Uses of intelligent systems are increases day by day. This method uses machine learning
which helps in providing better results on the basis of previous result.
Developing of Intelligent Systems
It is a system that is used for reasoning and decision making and helps in increasing machine
learning quotient of system which contains fuzzy logic, machine learning, and neural
networks. An intelligent system is used in one-line mode which has real-time applications in
industry, biology and in defense. The system parameter is based on evolving model structure
which is capable of adjusting any changes in object.
System of Evolving Connectionist
This system is categorized into different parts which include general principles, fuzzy-
networks, and neural networks. Here is the description of all the methods which are used in
ECOS [2].
 Principle of ECOS: ECOS is based on the connectionist system which is used to
change functionality and structure in on-line, continuous for incoming information.
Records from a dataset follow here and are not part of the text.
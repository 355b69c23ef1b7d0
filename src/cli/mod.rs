//! CLI command handlers
//!
//! This module contains the implementation of CLI commands,
//! bridging the clap argument parsing with the service layer.

pub mod balance;
pub mod category;
pub mod expense;
pub mod report;

pub use balance::{handle_balance_command, BalanceCommands};
pub use category::{handle_category_command, CategoryCommands};
pub use expense::{
    handle_expense_command, handle_memory_command, ExpenseCommands, MemoryCommands,
};
pub use report::{handle_report_command, ReportCommands};
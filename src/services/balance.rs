//! Balance service
//!
//! Business logic for the two account balances: every update records a
//! timestamped snapshot in the capped per-account history and persists the
//! whole balance state.

use chrono::{Local, Timelike};

use crate::error::SpendlogResult;
use crate::models::{AccountKind, BalanceEntry, Money};
use crate::storage::Storage;

/// Service for balance management
pub struct BalanceService<'a> {
    storage: &'a Storage,
}

impl<'a> BalanceService<'a> {
    /// Create a new balance service
    pub fn new(storage: &'a Storage) -> Self {
        Self { storage }
    }

    /// Set the current balance for an account and record a snapshot
    pub fn update(&self, account: AccountKind, amount: Money) -> SpendlogResult<BalanceEntry> {
        let now = Local::now().naive_local();
        let entry = BalanceEntry::new(amount, now.with_nanosecond(0).unwrap_or(now));
        self.storage.balances.record(account, entry.clone())?;
        self.storage.balances.save()?;

        log::debug!("Updated {} balance to {}", account, amount);
        Ok(entry)
    }

    /// The current balance for an account
    pub fn current(&self, account: AccountKind) -> SpendlogResult<Money> {
        self.storage.balances.current(account)
    }

    /// The snapshot history for an account, oldest first
    pub fn history(&self, account: AccountKind) -> SpendlogResult<Vec<BalanceEntry>> {
        self.storage.balances.history(account)
    }
}
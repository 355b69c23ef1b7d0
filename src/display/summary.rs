//! Summary and budget report formatting

use crate::models::{LabelRegistry, Money};
use crate::reports::{totals, BudgetReport, BudgetStatus};

/// Format per-category totals with percentages, zero rows omitted
pub fn format_category_summary(
    period_label: &str,
    category_totals: &[Money],
    categories: &LabelRegistry,
) -> String {
    let total: Money = category_totals.iter().copied().sum();

    let mut output = String::new();
    output.push_str(&format!("--- Category Summary for {} ---\n", period_label));
    output.push_str(&format!("{:<20} {:<15} {:<10}\n", "Category", "Total", "%"));
    output.push_str(&"-".repeat(45));
    output.push('\n');

    for (i, amount) in category_totals.iter().enumerate() {
        if amount.is_positive() {
            output.push_str(&format!(
                "{:<20} {:<15} {:>6.2}%\n",
                categories.get(i).unwrap_or("Unknown"),
                amount.to_plain_string(),
                totals::percentage(*amount, total)
            ));
        }
    }

    output.push_str(&"-".repeat(45));
    output.push('\n');
    output.push_str(&format!(
        "{:<20} {:<15} {:>6.2}%\n",
        "TOTAL",
        total.to_plain_string(),
        100.0
    ));
    output
}

/// Format a budget analysis with its status line
pub fn format_budget_report(period_label: &str, report: &BudgetReport) -> String {
    let mut output = String::new();
    output.push_str("--- Monthly Budget Analysis ---\n");
    output.push_str(&format!("Month: {}\n", period_label));
    output.push_str(&format!("Budget: {}\n", report.limit));
    output.push_str(&format!("Expenses: {}\n", report.spent));
    output.push_str(&format!("Remaining: {}\n", report.remaining));
    output.push_str(&format!("Percentage Used: {:.2}%\n", report.percent_used));

    match report.status {
        BudgetStatus::Exceeded => {
            output.push_str(&format!(
                "\nALERT: You have exceeded your monthly budget by {}!\n",
                report.spent - report.limit
            ));
        }
        BudgetStatus::Warning => {
            output.push_str(&format!(
                "\nWARNING: You have used {:.2}% of your budget. Be careful with your spending.\n",
                report.percent_used
            ));
        }
        BudgetStatus::Within => {
            output.push_str(&format!(
                "\nYou still have {:.2}% of your budget remaining.\n",
                100.0 - report.percent_used
            ));
        }
    }

    output
}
They can easily process knowledge and data in both supervised and unsupervised
way. Mainly ECOS learn models from data by using clustering and uses output
function for every cluster. These clusters are created on the basis of data samples in
input and output space. Clusters are adjusted on the basis of new samples of data and
new clusters created. The similarity between rule node N=(W1,W2) and sample
S=(x,y) is measured using different ways and the most widely used technique is
Euclidean approach. This is most important approach which provides more accurate
results as compared to the other different approaches. ECOS is a method in which it
learns from data and information and then creates and update output function for each
of the cluster. Function is represented in W2 weight of connection which helps in

creating local models very easily. In this system each model is presented as local rule
which contains some information like area of cluster and an output function that is
applied to data in cluster.
 Fuzzy Neural Networks: The architecture of fuzzy neural contains 5 forward layers
and a layer of feedback for neurons. This architecture is divided into many different
fuzzy layers and each layer contains some information. It contains input, output and
one layer of fuzzy for input and output, a rule layer is also included. The figure
describes different layers of fuzzy architecture. The third layer includes rule nodes
which are evolved by learning (supervised and unsupervised). This rule node is used
for describing prototypes of output and input data. Rule node describes two vectors
through weight W1 and W2 and later this is adjusted by supervised learning on errors
of output. The fourth layer includes representation quantization of fuzzy for variable
of output. The fifth layer is used to represent values for productivity variables. The
evolving process is based on two assumptions, the first assumptions include that rule
nodes are prior to learning and connections are provided during learning and second
assumption is that all nodes are shaped in between evolving process. Rule node
presents an association between hyper-sphere from fuzzy input and output. Using
associate rule, a new data is vector to rule node. Then this node is adjusted in input
space of fuzzy but it depends on learning rate of r1 and output space is be contingent
on learning rate of r2. Change of the center to its new position is presented in
mathematics by changing weight rules from w1 to w2 [4].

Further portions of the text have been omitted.